TASK OBJECTIVE: Only one stretch of the listing below is wanted: every line from the first to the line containing "in dispatch order.", set down exactly.

LISTED RECORDS:
====

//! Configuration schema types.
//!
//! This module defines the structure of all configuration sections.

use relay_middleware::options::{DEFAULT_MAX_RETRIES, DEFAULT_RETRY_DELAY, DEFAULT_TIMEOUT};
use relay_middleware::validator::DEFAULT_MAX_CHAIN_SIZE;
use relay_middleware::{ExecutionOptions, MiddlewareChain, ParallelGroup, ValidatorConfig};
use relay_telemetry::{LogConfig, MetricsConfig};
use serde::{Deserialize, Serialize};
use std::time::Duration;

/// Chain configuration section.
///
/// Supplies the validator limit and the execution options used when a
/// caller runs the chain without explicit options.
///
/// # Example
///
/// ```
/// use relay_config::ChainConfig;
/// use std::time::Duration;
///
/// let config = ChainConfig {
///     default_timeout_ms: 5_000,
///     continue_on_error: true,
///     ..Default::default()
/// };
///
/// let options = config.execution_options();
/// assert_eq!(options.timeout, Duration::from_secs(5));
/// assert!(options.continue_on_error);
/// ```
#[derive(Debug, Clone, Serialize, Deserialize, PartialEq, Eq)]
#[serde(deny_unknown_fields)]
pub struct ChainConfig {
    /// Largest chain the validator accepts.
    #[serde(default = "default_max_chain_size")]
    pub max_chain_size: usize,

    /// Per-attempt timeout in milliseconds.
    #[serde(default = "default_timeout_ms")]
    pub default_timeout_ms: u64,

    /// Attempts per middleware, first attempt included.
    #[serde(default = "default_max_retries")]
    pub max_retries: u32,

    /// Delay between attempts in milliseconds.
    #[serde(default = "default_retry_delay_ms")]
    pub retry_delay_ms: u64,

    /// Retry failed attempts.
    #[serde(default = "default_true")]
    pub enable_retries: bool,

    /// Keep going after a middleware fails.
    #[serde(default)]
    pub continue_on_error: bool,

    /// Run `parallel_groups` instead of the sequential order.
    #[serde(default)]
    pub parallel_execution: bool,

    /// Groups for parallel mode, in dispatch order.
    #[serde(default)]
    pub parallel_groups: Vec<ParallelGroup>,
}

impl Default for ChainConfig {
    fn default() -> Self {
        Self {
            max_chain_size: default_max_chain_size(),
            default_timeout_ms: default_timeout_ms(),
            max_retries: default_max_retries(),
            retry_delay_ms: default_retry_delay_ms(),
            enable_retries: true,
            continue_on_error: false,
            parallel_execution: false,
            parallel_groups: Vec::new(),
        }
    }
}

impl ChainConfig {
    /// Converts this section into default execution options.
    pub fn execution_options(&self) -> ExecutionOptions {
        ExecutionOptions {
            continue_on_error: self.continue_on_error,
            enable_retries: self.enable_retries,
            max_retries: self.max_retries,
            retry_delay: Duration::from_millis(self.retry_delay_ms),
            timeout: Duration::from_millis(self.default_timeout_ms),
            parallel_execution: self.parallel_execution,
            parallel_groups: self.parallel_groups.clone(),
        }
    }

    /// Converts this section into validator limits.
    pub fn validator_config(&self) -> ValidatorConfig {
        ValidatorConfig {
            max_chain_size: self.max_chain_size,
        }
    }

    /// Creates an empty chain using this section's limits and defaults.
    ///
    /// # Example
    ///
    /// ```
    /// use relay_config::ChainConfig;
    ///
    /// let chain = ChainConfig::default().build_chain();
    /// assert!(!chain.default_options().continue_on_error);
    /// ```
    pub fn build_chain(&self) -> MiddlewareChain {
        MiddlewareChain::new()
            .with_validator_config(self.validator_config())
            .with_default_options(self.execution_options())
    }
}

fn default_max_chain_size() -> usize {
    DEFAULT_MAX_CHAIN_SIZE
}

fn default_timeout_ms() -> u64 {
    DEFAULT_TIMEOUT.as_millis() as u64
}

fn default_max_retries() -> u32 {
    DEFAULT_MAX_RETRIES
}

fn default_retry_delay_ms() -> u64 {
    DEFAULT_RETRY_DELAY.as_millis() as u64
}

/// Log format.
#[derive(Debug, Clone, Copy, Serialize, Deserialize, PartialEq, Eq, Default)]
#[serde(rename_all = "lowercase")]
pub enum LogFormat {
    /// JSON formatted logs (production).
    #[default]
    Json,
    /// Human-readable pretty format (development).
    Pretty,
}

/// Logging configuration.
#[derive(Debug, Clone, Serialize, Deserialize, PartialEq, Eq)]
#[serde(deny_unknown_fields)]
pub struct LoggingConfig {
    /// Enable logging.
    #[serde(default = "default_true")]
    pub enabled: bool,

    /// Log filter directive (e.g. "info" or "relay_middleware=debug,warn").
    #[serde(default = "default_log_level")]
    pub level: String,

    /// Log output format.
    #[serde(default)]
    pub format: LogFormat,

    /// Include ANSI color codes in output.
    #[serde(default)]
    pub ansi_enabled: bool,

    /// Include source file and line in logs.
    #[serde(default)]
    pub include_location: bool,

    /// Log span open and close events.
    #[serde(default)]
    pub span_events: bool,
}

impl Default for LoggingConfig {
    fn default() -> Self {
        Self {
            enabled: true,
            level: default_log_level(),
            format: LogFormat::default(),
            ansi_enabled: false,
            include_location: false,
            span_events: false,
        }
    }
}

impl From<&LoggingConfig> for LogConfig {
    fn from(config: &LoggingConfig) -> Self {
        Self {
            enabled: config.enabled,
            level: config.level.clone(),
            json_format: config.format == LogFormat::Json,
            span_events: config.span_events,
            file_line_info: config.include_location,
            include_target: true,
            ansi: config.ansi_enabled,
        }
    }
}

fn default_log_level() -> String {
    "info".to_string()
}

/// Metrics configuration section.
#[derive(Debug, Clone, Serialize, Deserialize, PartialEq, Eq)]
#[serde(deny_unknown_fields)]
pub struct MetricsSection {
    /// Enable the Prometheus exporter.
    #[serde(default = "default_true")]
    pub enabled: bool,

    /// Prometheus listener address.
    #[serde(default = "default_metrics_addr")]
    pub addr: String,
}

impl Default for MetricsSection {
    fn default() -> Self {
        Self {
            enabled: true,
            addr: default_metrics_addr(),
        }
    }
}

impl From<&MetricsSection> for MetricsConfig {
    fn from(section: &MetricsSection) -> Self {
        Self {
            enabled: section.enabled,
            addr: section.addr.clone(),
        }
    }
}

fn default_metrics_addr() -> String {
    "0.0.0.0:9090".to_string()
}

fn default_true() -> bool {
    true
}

====

SOLVED EXERCISE:
//! Configuration schema types.
//!
//! This module defines the structure of all configuration sections.

use relay_middleware::options::{DEFAULT_MAX_RETRIES, DEFAULT_RETRY_DELAY, DEFAULT_TIMEOUT};
use relay_middleware::validator::DEFAULT_MAX_CHAIN_SIZE;
use relay_middleware::{ExecutionOptions, MiddlewareChain, ParallelGroup, ValidatorConfig};
use relay_telemetry::{LogConfig, MetricsConfig};
use serde::{Deserialize, Serialize};
use std::time::Duration;

/// Chain configuration section.
///
/// Supplies the validator limit and the execution options used when a
/// caller runs the chain without explicit options.
///
/// # Example
///
/// ```
/// use relay_config::ChainConfig;
/// use std::time::Duration;
///
/// let config = ChainConfig {
///     default_timeout_ms: 5_000,
///     continue_on_error: true,
///     ..Default::default()
/// };
///
/// let options = config.execution_options();
/// assert_eq!(options.timeout, Duration::from_secs(5));
/// assert!(options.continue_on_error);
/// ```
#[derive(Debug, Clone, Serialize, Deserialize, PartialEq, Eq)]
#[serde(deny_unknown_fields)]
pub struct ChainConfig {
    /// Largest chain the validator accepts.
    #[serde(default = "default_max_chain_size")]
    pub max_chain_size: usize,

    /// Per-attempt timeout in milliseconds.
    #[serde(default = "default_timeout_ms")]
    pub default_timeout_ms: u64,

    /// Attempts per middleware, first attempt included.
    #[serde(default = "default_max_retries")]
    pub max_retries: u32,

    /// Delay between attempts in milliseconds.
    #[serde(default = "default_retry_delay_ms")]
    pub retry_delay_ms: u64,

    /// Retry failed attempts.
    #[serde(default = "default_true")]
    pub enable_retries: bool,

    /// Keep going after a middleware fails.
    #[serde(default)]
    pub continue_on_error: bool,

    /// Run `parallel_groups` instead of the sequential order.
    #[serde(default)]
    pub parallel_execution: bool,

    /// Groups for parallel mode, in dispatch order.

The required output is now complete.